# Brief
Copy each line of the entries beneath that contains the word "EmptyMessage".

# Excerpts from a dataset
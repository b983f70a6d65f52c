// src/main.rs
use anyhow::{bail, Context, Result};
use std::sync::Arc;
use tracing::{error, info, warn};
use tracing_subscriber::EnvFilter;

use rabbit_amazon_forwarder::aws::AwsClients;
use rabbit_amazon_forwarder::{Config, HealthReport, Helper, MappingLoader, Registry, Supervisor};

#[tokio::main]
async fn main() -> Result<()> {
    tracing_subscriber::fmt()
        .with_env_filter(
            EnvFilter::try_from_default_env().unwrap_or_else(|_| EnvFilter::new("info")),
        )
        .init();

    let config = Config::load().context("Failed to load configuration")?;
    info!("Using mapping file {}", config.mapping_file.display());

    let clients = AwsClients::load(&config.aws_settings()).await;
    let helper: Arc<dyn Helper> = Arc::new(Registry::with_defaults(
        clients,
        config.consumer_settings(),
    ));
    let loader = MappingLoader::new(config.mapping_file.clone(), helper);

    let mapping = loader.load().with_context(|| {
        format!(
            "Could not load mapping from {}",
            config.mapping_file.display()
        )
    })?;
    if mapping.is_empty() {
        bail!(
            "Mapping file {} contains no pairs",
            config.mapping_file.display()
        );
    }

    let mut supervisor = Supervisor::start(mapping, config.supervisor_settings());

    let mut health = tokio::time::interval(config.health_check_interval());
    // The first tick completes immediately; give pairs time to connect.
    health.tick().await;

    let mut reload = ReloadSignal::new().context("Failed to install SIGHUP handler")?;

    loop {
        tokio::select! {
            result = tokio::signal::ctrl_c() => {
                if let Err(e) = result {
                    error!("Failed to listen for Ctrl-C: {}", e);
                }
                info!("Shutdown requested");
                break;
            }
            _ = health.tick() => {
                log_health(&supervisor.check().await);
            }
            _ = reload.recv() => {
                info!("Reloading mapping from {}", loader.path().display());
                match loader.load() {
                    Ok(mapping) if mapping.is_empty() => {
                        warn!("Reloaded mapping contains no pairs, keeping the running ones");
                    }
                    Ok(mapping) => supervisor.restart(mapping).await,
                    Err(e) => error!("Could not reload mapping, keeping the running pairs: {}", e),
                }
            }
        }
    }

    supervisor.shutdown().await;
    Ok(())
}

fn log_health(report: &HealthReport) {
    let json = serde_json::to_string(report).unwrap_or_else(|e| format!("<unserializable: {}>", e));
    if report.healthy {
        info!(report = %json, "Health check passed");
    } else {
        warn!(report = %json, "Health check failed");
    }
}

/// SIGHUP on unix; never fires elsewhere.
struct ReloadSignal {
    #[cfg(unix)]
    inner: tokio::signal::unix::Signal,
}

impl ReloadSignal {
    #[cfg(unix)]
    fn new() -> std::io::Result<Self> {
        use tokio::signal::unix::{signal, SignalKind};
        Ok(Self {
            inner: signal(SignalKind::hangup())?,
        })
    }

    #[cfg(not(unix))]
    fn new() -> std::io::Result<Self> {
        Ok(Self {})
    }

    #[cfg(unix)]
    async fn recv(&mut self) {
        if self.inner.recv().await.is_none() {
            std::future::pending::<()>().await;
        }
    }

    #[cfg(not(unix))]
    async fn recv(&mut self) {
        std::future::pending::<()>().await;
    }
}
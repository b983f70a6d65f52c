// src/common/item.rs
use serde::{Deserialize, Serialize};

/// Declarative description of one consumer or forwarder endpoint.
///
/// The JSON keys follow the mapping file format: `type`, `name`,
/// `connection`, `topic`, `queue`, `routing` and `target`. Everything but
/// `type` and `name` may be omitted.
#[derive(Debug, Clone, Default, PartialEq, Eq, Serialize, Deserialize)]
pub struct Item {
    #[serde(rename = "type")]
    pub kind: String,

    pub name: String,

    #[serde(rename = "connection", default)]
    pub connection_url: String,

    #[serde(rename = "topic", default)]
    pub exchange_name: String,

    #[serde(rename = "queue", default)]
    pub queue_name: String,

    #[serde(rename = "routing", default)]
    pub routing_key: String,

    /// Destination address (topic ARN, queue URL, function name).
    #[serde(default)]
    pub target: String,
}

impl Item {
    pub fn new(kind: impl Into<String>, name: impl Into<String>) -> Self {
        Self {
            kind: kind.into(),
            name: name.into(),
            ..Self::default()
        }
    }

    pub fn with_connection(mut self, url: impl Into<String>) -> Self {
        self.connection_url = url.into();
        self
    }

    pub fn with_exchange(mut self, exchange: impl Into<String>) -> Self {
        self.exchange_name = exchange.into();
        self
    }

    pub fn with_queue(mut self, queue: impl Into<String>) -> Self {
        self.queue_name = queue.into();
        self
    }

    pub fn with_routing_key(mut self, routing_key: impl Into<String>) -> Self {
        self.routing_key = routing_key.into();
        self
    }

    pub fn with_target(mut self, target: impl Into<String>) -> Self {
        self.target = target.into();
        self
    }

    /// Routing keys to bind; a comma separated `routing` field yields several.
    /// An empty field binds with the empty key.
    pub fn routing_keys(&self) -> Vec<String> {
        let keys: Vec<String> = self
            .routing_key
            .split(',')
            .map(str::trim)
            .filter(|key| !key.is_empty())
            .map(str::to_string)
            .collect();

        if keys.is_empty() {
            vec![String::new()]
        } else {
            keys
        }
    }

    /// `target` when set, otherwise the given fallback field.
    pub fn target_or<'a>(&'a self, fallback: &'a str) -> &'a str {
        if self.target.is_empty() {
            fallback
        } else {
            &self.target
        }
    }
}

/// One element of the mapping file: a consumer side and a forwarder side.
#[derive(Debug, Clone, PartialEq, Eq, Serialize, Deserialize)]
pub struct PairEntry {
    pub source: Item,
    pub destination: Item,
}
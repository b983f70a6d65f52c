// src/common/mod.rs
// Shared configuration records and error types
pub mod errors;
pub mod item;

// Re-export specific items to simplify imports elsewhere
pub use errors::{ConfigError, ConsumerError, ForwardError, MappingError};
pub use item::{Item, PairEntry};
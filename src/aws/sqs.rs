// src/aws/sqs.rs
// SQS queue forwarder.

use async_trait::async_trait;
use aws_sdk_sqs::error::DisplayErrorContext;
use std::sync::Arc;
use tracing::{debug, instrument};

use crate::common::{ForwardError, Item};
use crate::forwarder::{Forwarder, ForwarderKind};

/// Type tag of the SQS forwarder in the mapping file.
pub const TYPE: &str = "SQS";

#[async_trait]
pub trait QueueSender: Send + Sync {
    /// Send `body` to the queue, returning the message id.
    async fn send_message(&self, queue_url: &str, body: &str) -> Result<String, ForwardError>;
}

/// SQS client adapter.
#[derive(Clone)]
pub struct AwsSqs {
    inner: aws_sdk_sqs::Client,
}

impl AwsSqs {
    pub fn new(inner: aws_sdk_sqs::Client) -> Self {
        Self { inner }
    }
}

#[async_trait]
impl QueueSender for AwsSqs {
    #[instrument(level = "debug", skip(self, body))]
    async fn send_message(&self, queue_url: &str, body: &str) -> Result<String, ForwardError> {
        let resp = self
            .inner
            .send_message()
            .queue_url(queue_url)
            .message_body(body)
            .send()
            .await
            .map_err(|e| ForwardError::Queue {
                target: queue_url.to_string(),
                reason: DisplayErrorContext(&e).to_string(),
            })?;
        Ok(resp.message_id().unwrap_or_default().to_string())
    }
}

pub struct SqsForwarder {
    name: String,
    queue_url: String,
    client: Arc<dyn QueueSender>,
}

impl SqsForwarder {
    /// The queue is the item's `target`, or its `queue` field when unset.
    pub fn new(item: &Item, client: Arc<dyn QueueSender>) -> Self {
        Self {
            name: item.name.clone(),
            queue_url: item.target_or(&item.queue_name).to_string(),
            client,
        }
    }

    pub fn queue_url(&self) -> &str {
        &self.queue_url
    }
}

#[async_trait]
impl Forwarder for SqsForwarder {
    fn name(&self) -> &str {
        &self.name
    }

    fn kind(&self) -> ForwarderKind {
        ForwarderKind::Queue
    }

    async fn push(&self, message: &str) -> Result<(), ForwardError> {
        if message.is_empty() {
            return Err(ForwardError::EmptyMessage);
        }

        let message_id = self.client.send_message(&self.queue_url, message).await?;
        debug!(
            forwarder = %self.name,
            queue = %self.queue_url,
            message_id = %message_id,
            "Sent message to SQS"
        );
        Ok(())
    }
}
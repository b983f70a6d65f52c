// src/rabbitmq/connection.rs
use lapin::{Channel, Connection, ConnectionProperties};
use std::time::Duration;
use tokio::time::timeout;
use tracing::{debug, info, warn};

use crate::common::ConsumerError;

/// One broker connection with the single channel a consumer reads from.
pub struct BrokerSession {
    connection: Connection,
    channel: Channel,
}

impl BrokerSession {
    /// Connect to `uri` and open a channel, giving up after `connect_timeout`.
    pub async fn open(uri: &str, connect_timeout: Duration) -> Result<Self, ConsumerError> {
        debug!("Connecting to RabbitMQ with timeout {:?}", connect_timeout);

        let (connection, channel) = timeout(connect_timeout, async {
            let connection = Connection::connect(uri, ConnectionProperties::default()).await?;
            let channel = connection.create_channel().await?;
            Ok::<_, lapin::Error>((connection, channel))
        })
        .await??;

        info!(channel_id = channel.id(), "Connected to RabbitMQ");
        Ok(Self { connection, channel })
    }

    pub fn channel(&self) -> &Channel {
        &self.channel
    }

    /// Check if the channel and its connection are in a healthy state
    pub fn is_connected(&self) -> bool {
        self.connection.status().connected() && self.channel.status().connected()
    }

    /// Close channel and connection, logging rather than failing.
    pub async fn close(self) {
        if self.channel.status().connected() {
            if let Err(e) = self.channel.close(200, "Closing consumer").await {
                warn!("Failed to close channel: {}", e);
            }
        }

        if self.connection.status().connected() {
            if let Err(e) = self.connection.close(200, "Closing connection").await {
                warn!("Failed to close connection: {}", e);
            }
        }
    }
}
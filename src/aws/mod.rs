// src/aws/mod.rs
// AWS-backed forwarders.
// Each forwarder talks to its service through a small client trait so the
// push path can be exercised without AWS. The `Aws*` adapters implement
// those traits on top of the SDK clients.

pub mod lambda;
pub mod sns;
pub mod sqs;

use aws_config::{BehaviorVersion, Region, SdkConfig};
use std::sync::Arc;
use tracing::debug;

pub use lambda::{AwsLambda, FunctionInvoker, LambdaForwarder};
pub use sns::{AwsSns, SnsForwarder, TopicPublisher};
pub use sqs::{AwsSqs, QueueSender, SqsForwarder};

/// Region and endpoint overrides for the AWS clients.
#[derive(Debug, Clone, Default)]
pub struct AwsSettings {
    pub region: Option<String>,
    pub sns_endpoint: Option<String>,
    pub sqs_endpoint: Option<String>,
    pub lambda_endpoint: Option<String>,
}

/// Shared service clients handed to every forwarder of the matching type.
#[derive(Clone)]
pub struct AwsClients {
    pub sns: Arc<dyn TopicPublisher>,
    pub sqs: Arc<dyn QueueSender>,
    pub lambda: Arc<dyn FunctionInvoker>,
}

impl AwsClients {
    /// Resolve credentials and region from the default provider chain.
    pub async fn load(settings: &AwsSettings) -> Self {
        let mut loader = aws_config::defaults(BehaviorVersion::latest());
        if let Some(region) = &settings.region {
            loader = loader.region(Region::new(region.clone()));
        }
        let shared = loader.load().await;
        debug!(region = ?shared.region(), "Loaded AWS configuration");

        Self::from_sdk_config(&shared, settings)
    }

    /// Build the clients from an already resolved configuration. Makes no
    /// network calls.
    pub fn from_sdk_config(shared: &SdkConfig, settings: &AwsSettings) -> Self {
        let mut sns = aws_sdk_sns::config::Builder::from(shared);
        if let Some(endpoint) = &settings.sns_endpoint {
            sns = sns.endpoint_url(endpoint);
        }

        let mut sqs = aws_sdk_sqs::config::Builder::from(shared);
        if let Some(endpoint) = &settings.sqs_endpoint {
            sqs = sqs.endpoint_url(endpoint);
        }

        let mut lambda = aws_sdk_lambda::config::Builder::from(shared);
        if let Some(endpoint) = &settings.lambda_endpoint {
            lambda = lambda.endpoint_url(endpoint);
        }

        Self {
            sns: Arc::new(AwsSns::new(aws_sdk_sns::Client::from_conf(sns.build()))),
            sqs: Arc::new(AwsSqs::new(aws_sdk_sqs::Client::from_conf(sqs.build()))),
            lambda: Arc::new(AwsLambda::new(aws_sdk_lambda::Client::from_conf(
                lambda.build(),
            ))),
        }
    }
}
// src/supervisor.rs
// Every pair runs in its own tokio task: Idle -> Running -> {Stopped, Failed}.
// A failed run (error, early return or panic) is retried with exponential
// backoff until the supervisor stops. Pairs share only the stop flag.
use chrono::{DateTime, Utc};
use futures::FutureExt;
use serde::Serialize;
use std::panic::AssertUnwindSafe;
use std::time::{Duration, Instant};
use tokio::sync::{mpsc, oneshot, watch};
use tokio::task::JoinHandle;
use tokio::time::{sleep, timeout};
use tracing::{error, info, warn};

use crate::consumer::{stop_requested, CheckRequest, HealthChecks, StopSignal};
use crate::mapping::{Mapping, Pair};

const CHECK_QUEUE_DEPTH: usize = 4;
// Lower bound for any restart delay.
const MIN_BACKOFF: Duration = Duration::from_millis(10);

/// Timing knobs for supervision.
#[derive(Debug, Clone)]
pub struct SupervisorSettings {
    /// Bounded wait for a health check reply.
    pub check_timeout: Duration,
    pub initial_backoff: Duration,
    pub max_backoff: Duration,
    /// How long `shutdown` waits for all pairs before aborting the rest.
    pub shutdown_timeout: Duration,
}

impl Default for SupervisorSettings {
    fn default() -> Self {
        Self {
            check_timeout: Duration::from_secs(2),
            initial_backoff: Duration::from_secs(1),
            max_backoff: Duration::from_secs(30),
            shutdown_timeout: Duration::from_secs(10),
        }
    }
}

#[derive(Debug, Clone, Copy, PartialEq, Eq, Serialize)]
#[serde(rename_all = "lowercase")]
pub enum PairState {
    Idle,
    Running,
    Failed,
    Stopped,
}

#[derive(Debug, Clone, Copy, PartialEq, Eq)]
pub struct PairStatus {
    pub state: PairState,
    /// Number of relaunches after a failed run.
    pub restarts: u64,
}

#[derive(Debug, Clone, Serialize)]
pub struct PairHealth {
    pub consumer: String,
    pub forwarder: String,
    pub state: PairState,
    pub restarts: u64,
    pub alive: bool,
}

#[derive(Debug, Clone, Serialize)]
pub struct HealthReport {
    pub checked_at: DateTime<Utc>,
    /// True when there is at least one pair and every pair answered.
    pub healthy: bool,
    pub pairs: Vec<PairHealth>,
}

struct PairHandle {
    consumer: String,
    forwarder: String,
    checks: mpsc::Sender<CheckRequest>,
    status: watch::Receiver<PairStatus>,
    task: JoinHandle<()>,
}

pub struct Supervisor {
    pairs: Vec<PairHandle>,
    stop: watch::Sender<bool>,
    settings: SupervisorSettings,
}

impl Supervisor {
    /// Spawn one task per pair and return immediately.
    pub fn start(mapping: Mapping, settings: SupervisorSettings) -> Self {
        let (stop, _) = watch::channel(false);
        let pairs = spawn_pairs(mapping, &stop, &settings);

        info!(pairs = pairs.len(), "Supervisor started");
        Self {
            pairs,
            stop,
            settings,
        }
    }

    pub fn len(&self) -> usize {
        self.pairs.len()
    }

    pub fn is_empty(&self) -> bool {
        self.pairs.is_empty()
    }

    /// Current status of the pair whose consumer is `consumer`.
    pub fn status(&self, consumer: &str) -> Option<PairStatus> {
        self.pairs
            .iter()
            .find(|pair| pair.consumer == consumer)
            .map(|pair| *pair.status.borrow())
    }

    /// Check every pair concurrently. Never waits longer than the check
    /// timeout.
    pub async fn check(&self) -> HealthReport {
        let checks = self
            .pairs
            .iter()
            .map(|pair| check_pair(pair, self.settings.check_timeout));
        let pairs = futures::future::join_all(checks).await;

        HealthReport {
            checked_at: Utc::now(),
            healthy: !pairs.is_empty() && pairs.iter().all(|pair| pair.alive),
            pairs,
        }
    }

    /// Stop the running pairs and start `mapping` in their place.
    pub async fn restart(&mut self, mapping: Mapping) {
        info!("Restarting supervisor with {} pairs", mapping.len());
        self.shutdown().await;

        let (stop, _) = watch::channel(false);
        self.pairs = spawn_pairs(mapping, &stop, &self.settings);
        self.stop = stop;
    }

    /// Raise the stop flag and wait for every pair to return. Pairs still
    /// running after `shutdown_timeout` are aborted.
    pub async fn shutdown(&mut self) {
        self.stop.send_replace(true);

        let tasks = self.pairs.iter_mut().map(|pair| &mut pair.task);
        match timeout(self.settings.shutdown_timeout, futures::future::join_all(tasks)).await {
            Ok(results) => {
                for (pair, result) in self.pairs.iter().zip(results) {
                    if let Err(e) = result {
                        error!(consumer = %pair.consumer, "Pair task ended abnormally: {}", e);
                    }
                }
            }
            Err(_) => {
                for pair in self.pairs.iter().filter(|pair| !pair.task.is_finished()) {
                    warn!(consumer = %pair.consumer, "Pair did not stop in time, aborting");
                    pair.task.abort();
                }
            }
        }

        self.pairs.clear();
        info!("Supervisor stopped");
    }
}

fn spawn_pairs(
    mapping: Mapping,
    stop: &watch::Sender<bool>,
    settings: &SupervisorSettings,
) -> Vec<PairHandle> {
    mapping
        .into_iter()
        .map(|pair| {
            let (check_tx, check_rx) = mpsc::channel(CHECK_QUEUE_DEPTH);
            let (status_tx, status_rx) = watch::channel(PairStatus {
                state: PairState::Idle,
                restarts: 0,
            });

            let consumer = pair.consumer.name().to_string();
            let forwarder = pair.forwarder.name().to_string();
            let task = tokio::spawn(run_pair(
                pair,
                check_rx,
                stop.subscribe(),
                status_tx,
                settings.clone(),
            ));

            PairHandle {
                consumer,
                forwarder,
                checks: check_tx,
                status: status_rx,
                task,
            }
        })
        .collect()
}

async fn check_pair(pair: &PairHandle, check_timeout: Duration) -> PairHealth {
    let (reply_tx, reply_rx) = oneshot::channel();

    // A full check queue means earlier checks went unanswered.
    let alive = match pair.checks.try_send(reply_tx) {
        Ok(()) => matches!(timeout(check_timeout, reply_rx).await, Ok(Ok(true))),
        Err(_) => false,
    };

    let status = *pair.status.borrow();
    if !alive {
        warn!(consumer = %pair.consumer, state = ?status.state, "Pair failed health check");
    }

    PairHealth {
        consumer: pair.consumer.clone(),
        forwarder: pair.forwarder.clone(),
        state: status.state,
        restarts: status.restarts,
        alive,
    }
}

async fn run_pair(
    pair: Pair,
    mut checks: HealthChecks,
    stop: StopSignal,
    status: watch::Sender<PairStatus>,
    settings: SupervisorSettings,
) {
    let consumer = pair.consumer.name().to_string();
    let forwarder = pair.forwarder.name().to_string();
    let mut backoff = Backoff::new(settings.initial_backoff, settings.max_backoff);

    loop {
        status.send_modify(|s| s.state = PairState::Running);
        let started = Instant::now();

        let run = pair
            .consumer
            .start(pair.forwarder.clone(), &mut checks, stop.clone());
        let result = AssertUnwindSafe(run).catch_unwind().await;

        if stop_requested(&stop) {
            if let Ok(Err(e)) = &result {
                warn!(consumer = %consumer, "Consumer returned an error while stopping: {}", e);
            }
            status.send_modify(|s| s.state = PairState::Stopped);
            info!(consumer = %consumer, forwarder = %forwarder, "Pair stopped");
            return;
        }

        match result {
            Ok(Ok(())) => warn!(
                consumer = %consumer,
                forwarder = %forwarder,
                "Consumer returned without a stop request"
            ),
            Ok(Err(e)) => error!(
                consumer = %consumer,
                forwarder = %forwarder,
                "Consumer failed: {}",
                e
            ),
            Err(_) => error!(consumer = %consumer, forwarder = %forwarder, "Consumer panicked"),
        }

        backoff.observe_run(started.elapsed());
        let delay = backoff.next_delay();
        status.send_modify(|s| s.state = PairState::Failed);
        warn!(consumer = %consumer, "Restarting pair in {:?}", delay);

        if !wait_before_restart(delay, &mut checks, stop.clone()).await {
            status.send_modify(|s| s.state = PairState::Stopped);
            info!(consumer = %consumer, forwarder = %forwarder, "Pair stopped");
            return;
        }

        status.send_modify(|s| s.restarts += 1);
    }
}

/// Sleep through the backoff, answering health checks with `false`. Returns false
/// when a stop arrives first.
async fn wait_before_restart(
    delay: Duration,
    checks: &mut HealthChecks,
    mut stop: StopSignal,
) -> bool {
    let deadline = sleep(delay);
    tokio::pin!(deadline);

    loop {
        if stop_requested(&stop) {
            return false;
        }

        tokio::select! {
            _ = &mut deadline => return true,
            changed = stop.changed() => {
                if changed.is_err() {
                    return false;
                }
            }
            Some(reply) = checks.recv() => {
                let _ = reply.send(false);
            }
        }
    }
}

/// Exponential backoff with jitter, capped at `max` and never below
/// `MIN_BACKOFF`.
#[derive(Debug, Clone)]
struct Backoff {
    initial: Duration,
    max: Duration,
    current: Duration,
}

impl Backoff {
    fn new(initial: Duration, max: Duration) -> Self {
        let initial = initial.max(MIN_BACKOFF);
        Self {
            initial,
            max: max.max(initial),
            current: initial,
        }
    }

    fn next_delay(&mut self) -> Duration {
        let delay = self.current;
        self.current = std::cmp::min(self.current * 2, self.max);

        let jitter = (rand::random::<f64>() * 0.3 - 0.15) * delay.as_secs_f64();
        Duration::from_secs_f64((delay.as_secs_f64() + jitter).max(0.0)).min(self.max)
    }

    fn reset(&mut self) {
        self.current = self.initial;
    }

    /// A run that outlived the maximum delay starts the sequence over.
    fn observe_run(&mut self, ran_for: Duration) {
        if ran_for > self.max {
            self.reset();
        }
    }
}
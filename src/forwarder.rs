// src/forwarder.rs
use async_trait::async_trait;
use std::fmt;

use crate::common::ForwardError;

/// Which kind of destination a forwarder delivers to.
#[derive(Debug, Clone, Copy, PartialEq, Eq)]
pub enum ForwarderKind {
    Topic,
    Queue,
    Function,
    /// Placeholder for an item whose type has no registered forwarder.
    Unresolved,
}

impl fmt::Display for ForwarderKind {
    fn fmt(&self, f: &mut fmt::Formatter<'_>) -> fmt::Result {
        let label = match self {
            ForwarderKind::Topic => "topic",
            ForwarderKind::Queue => "queue",
            ForwarderKind::Function => "function",
            ForwarderKind::Unresolved => "unresolved",
        };
        f.write_str(label)
    }
}

/// Delivers one message payload to a downstream endpoint.
///
/// Implementations must tolerate concurrent `push` calls, since one
/// forwarder may be shared by several consumers.
#[async_trait]
pub trait Forwarder: Send + Sync {
    fn name(&self) -> &str;

    fn kind(&self) -> ForwarderKind;

    async fn push(&self, message: &str) -> Result<(), ForwardError>;
}

/// Returned for an item whose type has no forwarder. Every push fails.
#[derive(Debug, Clone)]
pub struct ErrorForwarder {
    kind: String,
}

impl ErrorForwarder {
    pub const NAME: &'static str = "error-forwarder";

    pub fn new(kind: impl Into<String>) -> Self {
        Self { kind: kind.into() }
    }
}

#[async_trait]
impl Forwarder for ErrorForwarder {
    fn name(&self) -> &str {
        Self::NAME
    }

    fn kind(&self) -> ForwarderKind {
        ForwarderKind::Unresolved
    }

    async fn push(&self, _message: &str) -> Result<(), ForwardError> {
        Err(ForwardError::UnknownType(self.kind.clone()))
    }
}
// src/common/errors.rs

use std::path::PathBuf;

use lapin::Error as LapinError;
use serde_json::Error as SerdeError;
use thiserror::Error;
use tokio::time::error::Elapsed;

/// Failures while turning the mapping file into consumer/forwarder pairs.
#[derive(Debug, Error)]
pub enum MappingError {
    #[error("Failed to read mapping file {path}: {source}")]
    Load {
        path: PathBuf,
        #[source]
        source: std::io::Error,
    },

    #[error("Mapping file {path} contains invalid JSON or missing required fields: {source}")]
    Parse {
        path: PathBuf,
        #[source]
        source: SerdeError,
    },

    #[error("Unknown consumer type '{kind}' for consumer '{name}'")]
    UnknownConsumerType { name: String, kind: String },

    #[error("Unknown forwarder type '{kind}' for forwarder '{name}'")]
    UnknownForwarderType { name: String, kind: String },

    #[error("Consumer name '{0}' is used by more than one mapping entry")]
    DuplicateConsumer(String),
}

/// A single message could not be delivered downstream.
#[derive(Debug, Error)]
pub enum ForwardError {
    #[error("Message is empty")]
    EmptyMessage,

    #[error("No forwarder registered for type '{0}'")]
    UnknownType(String),

    #[error("Failed to publish to topic {target}: {reason}")]
    Topic { target: String, reason: String },

    #[error("Failed to send to queue {target}: {reason}")]
    Queue { target: String, reason: String },

    #[error("Failed to invoke function {target}: {reason}")]
    Function { target: String, reason: String },
}

/// Errors that end a consumer run.
#[derive(Debug, Error)]
pub enum ConsumerError {
    #[error("RabbitMQ connection error: {0}")]
    Connection(#[from] LapinError),

    #[error("Failed to declare {0}")]
    Topology(String),

    #[error("Connection timeout: {0}")]
    Timeout(String),

    #[error("Delivery stream closed by the broker")]
    StreamClosed,
}

impl From<Elapsed> for ConsumerError {
    fn from(_: Elapsed) -> Self {
        ConsumerError::Timeout("Connection timed out".to_string())
    }
}

/// Process configuration read from the environment.
#[derive(Debug, Error)]
pub enum ConfigError {
    #[error("Environment variable {0} is not set")]
    Missing(&'static str),

    #[error("Environment variable {name} has an invalid value '{value}'")]
    Invalid { name: &'static str, value: String },
}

# Task result
            return Err(ForwardError::EmptyMessage);
    EmptyMessage,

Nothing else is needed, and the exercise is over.